WHAT’S IT ABOUT?
One bitterly cold winter, somewhere in the nineteenth century, an elderly man returns home to his wife in some eastern European forest hut and tells her in Yiddish about an encounter he had in the snow on the way home. She tells him the man he claims to have bumped into is long since dead. There’s a knock on the door. It’s him.
Anyway – then we get the titles and there’s no reference to any of this again.
What the film is ACTUALLY about is the hapless Larry (Michael Stuhlbarg), who – in a Jewish neighbourhood of America’s Midwest in 1967 – is struggling with his job as a lecturer, as his wife (Sari Lennick) is leaving him for another man and his wimp of a son Danny (Aaron Wolff) is approaching his barmitzvah.
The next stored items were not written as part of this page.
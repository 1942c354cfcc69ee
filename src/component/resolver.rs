//! Local source resolution — maps files on disk to typed components.
//!
//! A compact, data-driven registry replaces a full metadata catalog: flat
//! suffix types, decomposed custom-object children, and bundle directories.
//! Unrecognized files are skipped silently; a selector that resolves to
//! nothing yields an empty set, not an error.

use std::path::{Path, PathBuf};

use anyhow::{Context, Result};
use tracing::debug;
use walkdir::WalkDir;

use super::manifest::PackageManifest;
use super::{Component, ComponentKey, ComponentSet};

const META_SUFFIX: &str = "-meta.xml";
const OBJECTS_DIR: &str = "objects";
const AURA_DIR: &str = "aura";
const LWC_DIR: &str = "lwc";

/// Flat types: file suffix → metadata type.
const SUFFIX_TYPES: &[(&str, &str)] = &[
    ("cls", "ApexClass"),
    ("trigger", "ApexTrigger"),
    ("page", "ApexPage"),
    ("component", "ApexComponent"),
    ("resource", "StaticResource"),
    ("app", "CustomApplication"),
    ("layout", "Layout"),
    ("permissionset", "PermissionSet"),
];

/// Decomposed children under `objects/<Parent>/`: (subdirectory, descriptor
/// suffix, metadata type).
const CHILD_TYPES: &[(&str, &str, &str)] = &[
    ("fields", "field", "CustomField"),
    ("listViews", "listView", "ListView"),
];

/// Resolves selector paths and manifests into [`ComponentSet`]s, scoped to
/// the project's package directories.
#[derive(Debug, Clone)]
pub struct ComponentResolver {
    package_dirs: Vec<PathBuf>,
}

impl ComponentResolver {
    /// `package_dirs` are project-relative; directories that do not exist
    /// are skipped at scan time.
    pub fn new(project_dir: &Path, package_dirs: &[String]) -> Self {
        Self {
            package_dirs: package_dirs.iter().map(|d| project_dir.join(d)).collect(),
        }
    }

    /// Resolver over a single absolute directory (e.g. a retrieve output).
    pub fn for_directory(dir: &Path) -> Self {
        Self {
            package_dirs: vec![dir.to_path_buf()],
        }
    }

    /// Resolve a selector path: a file maps to its component, a directory to
    /// every recognized component beneath it. A missing path is a hard error.
    pub fn resolve_path(&self, path: &Path) -> Result<ComponentSet> {
        let metadata = std::fs::metadata(path)
            .with_context(|| format!("selection {} does not exist", path.display()))?;
        let mut set = ComponentSet::new();
        if metadata.is_dir() {
            if let Some((root, type_name)) = find_bundle_root(path) {
                if let Some(component) = resolve_bundle(&root, type_name) {
                    set.add(component);
                    return Ok(set);
                }
            }
            self.scan_dir(path, &mut set)?;
        } else if let Some(component) = self.resolve_file(path) {
            set.add(component);
        }
        Ok(set)
    }

    /// Resolve a manifest against the package directories. Children are
    /// selected when either they or their parent are named.
    pub fn resolve_manifest(&self, manifest: &PackageManifest) -> Result<ComponentSet> {
        let mut scanned = ComponentSet::new();
        for dir in &self.package_dirs {
            if !dir.is_dir() {
                debug!(dir = %dir.display(), "package directory missing — skipped");
                continue;
            }
            self.scan_dir(dir, &mut scanned)?;
        }
        let mut set = ComponentSet::new();
        for component in scanned.into_components() {
            let selected = manifest.contains(&component.type_name, &component.full_name)
                || component
                    .parent
                    .as_ref()
                    .is_some_and(|p| manifest.contains(&p.type_name, &p.full_name));
            if selected {
                set.add(component);
            }
        }
        Ok(set)
    }

    fn scan_dir(&self, dir: &Path, set: &mut ComponentSet) -> Result<()> {
        let mut entries = WalkDir::new(dir).into_iter();
        while let Some(entry) = entries.next() {
            let entry = entry.with_context(|| format!("failed to scan {}", dir.display()))?;
            let path = entry.path();
            if entry.file_type().is_dir() {
                let parent_name = path
                    .parent()
                    .and_then(|p| p.file_name())
                    .and_then(|n| n.to_str());
                let bundle_type = match parent_name {
                    Some(AURA_DIR) => Some("AuraDefinitionBundle"),
                    Some(LWC_DIR) => Some("LightningComponentBundle"),
                    _ => None,
                };
                if let Some(type_name) = bundle_type {
                    if let Some(component) = resolve_bundle(path, type_name) {
                        set.add(component);
                    }
                    entries.skip_current_dir();
                }
                continue;
            }
            if let Some(component) = self.resolve_file(path) {
                set.add(component);
            }
        }
        Ok(())
    }

    /// Map one file to its component. Source and descriptor paths both
    /// resolve to the same component.
    fn resolve_file(&self, path: &Path) -> Option<Component> {
        if let Some((root, type_name)) = find_bundle_root(path) {
            return resolve_bundle(&root, type_name);
        }
        let file_name = path.file_name()?.to_str()?;
        let logical = file_name.strip_suffix(META_SUFFIX).unwrap_or(file_name);
        let (stem, suffix) = logical.rsplit_once('.')?;
        if let Some(component) = resolve_object_member(path, stem, suffix) {
            return Some(component);
        }
        let type_name = SUFFIX_TYPES
            .iter()
            .find(|(s, _)| *s == suffix)
            .map(|(_, t)| *t)?;
        let dir = path.parent()?;
        let content = dir.join(logical);
        let xml = dir.join(format!("{logical}{META_SUFFIX}"));
        Some(Component {
            full_name: stem.to_string(),
            type_name: type_name.to_string(),
            content: content.exists().then_some(content),
            xml: xml.exists().then_some(xml),
            parent: None,
        })
    }
}

/// Decomposed object members: the object descriptor itself, or a child
/// descriptor under a recognized subdirectory.
fn resolve_object_member(path: &Path, stem: &str, suffix: &str) -> Option<Component> {
    let parent_dir = path.parent()?;
    let parent_name = parent_dir.file_name()?.to_str()?;
    let grandparent = parent_dir.parent()?;
    let grandparent_name = grandparent.file_name()?.to_str()?;

    // objects/<Parent>/<Parent>.object-meta.xml
    if suffix == "object" && grandparent_name == OBJECTS_DIR {
        return Some(Component {
            full_name: stem.to_string(),
            type_name: "CustomObject".to_string(),
            content: None,
            xml: Some(parent_dir.join(format!("{stem}.object{META_SUFFIX}"))),
            parent: None,
        });
    }

    // objects/<Parent>/<childDir>/<Name>.<childSuffix>-meta.xml
    let objects_dir = grandparent.parent()?;
    if objects_dir.file_name()?.to_str()? != OBJECTS_DIR {
        return None;
    }
    let (_, _, type_name) = CHILD_TYPES
        .iter()
        .find(|(dir, s, _)| *dir == parent_name && *s == suffix)?;
    Some(Component {
        full_name: stem.to_string(),
        type_name: type_name.to_string(),
        content: None,
        xml: Some(parent_dir.join(format!("{stem}.{suffix}{META_SUFFIX}"))),
        parent: Some(ComponentKey::new("CustomObject", grandparent_name)),
    })
}

/// Nearest ancestor that is a bundle directory (directly under `aura/` or
/// `lwc/`), together with its bundle type.
fn find_bundle_root(path: &Path) -> Option<(PathBuf, &'static str)> {
    let mut current = path;
    while let Some(parent) = current.parent() {
        if let Some(name) = parent.file_name().and_then(|n| n.to_str()) {
            match name {
                AURA_DIR => return Some((current.to_path_buf(), "AuraDefinitionBundle")),
                LWC_DIR => return Some((current.to_path_buf(), "LightningComponentBundle")),
                _ => {}
            }
        }
        current = parent;
    }
    None
}

fn resolve_bundle(bundle_dir: &Path, type_name: &'static str) -> Option<Component> {
    if !bundle_dir.is_dir() {
        return None;
    }
    let name = bundle_dir.file_name()?.to_str()?;
    let xml = ["cmp", "app", "evt", "js"]
        .iter()
        .map(|ext| bundle_dir.join(format!("{name}.{ext}{META_SUFFIX}")))
        .find(|p| p.exists());
    Some(Component {
        full_name: name.to_string(),
        type_name: type_name.to_string(),
        content: Some(bundle_dir.to_path_buf()),
        xml,
        parent: None,
    })
}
As if that’s not enough, Larry has the usual familial woes; his bonkers brother Arthur (Richard Kind) is staying with him and Danny is being bullied as much by the guys at school as he is by his sister.
Larry needs guidance and seeks it from one rabbi after another, but from the junior clerics to the most venerable in the community, no-one can offer Larry any answers or the comfort he needs.
WHAT’S IT LIKE?
It’s difficult to know what to make of this.
It’s clearly the most personal of the Coen Brothers’ films, set – as it is – in the same time and place as their own barmitzvahs.
But while there is plenty of the uncomfortable humour you’d come to expect from the pair and there are many gems – both comedic and dramatic – it doesn’t really hang together.
Things are tough, Larry asks the rabbis for advice, doesn’t get any, so things stay tough.
There’s not much of a story arc in there – you feel sorry for Larry, but never get any sense that doing anything about his problems will even help him.
And because most of the funny things happen to him, despite his efforts to escape his troubles, you can’t even enjoy laughing at the humour, as it’s at his expense, and he’s not a bad man – he doesn’t deserve it.
The cast are universally excellent in what is required of them – and there’ll be times where you’ll want to hug Larry and throw things at everyone else, but the film needs more direction – more meaning – more emotion.
The preamble of the elderly Yiddish couple has no relation to the rest of the film which is both a disappointment and a frustration and you get a sense – throughout this film – that the brothers thought “we don’t care if anyone gets this – we’re the Coens, so we can do what we like.”
Imagine taking your favourite food – say tomato soup, a nice cannelloni, some chocolate cake and an amoretto latte – and then liquidising them. The drink would be a total waste of all the good things that make it up and would certainly leave a rather odd taste in your mouth.
There’s been much talk about how the film was cast with no big-name actors – Richard Kind is about the most high-profile character actor on show and for some, it’s their first big screen outing. But this is quite possibly not so much because of any great desire to stop stars detracting from the personal material – it might be that with this sadly mediocre material, they couldn’t raise enough money.
People who’ve grown-up in similar environments might get more out of this than those for whom Jewish family life is less familiar, so there is a very real sense in which “you don’t have to be Jewish to enjoy it – but it helps.”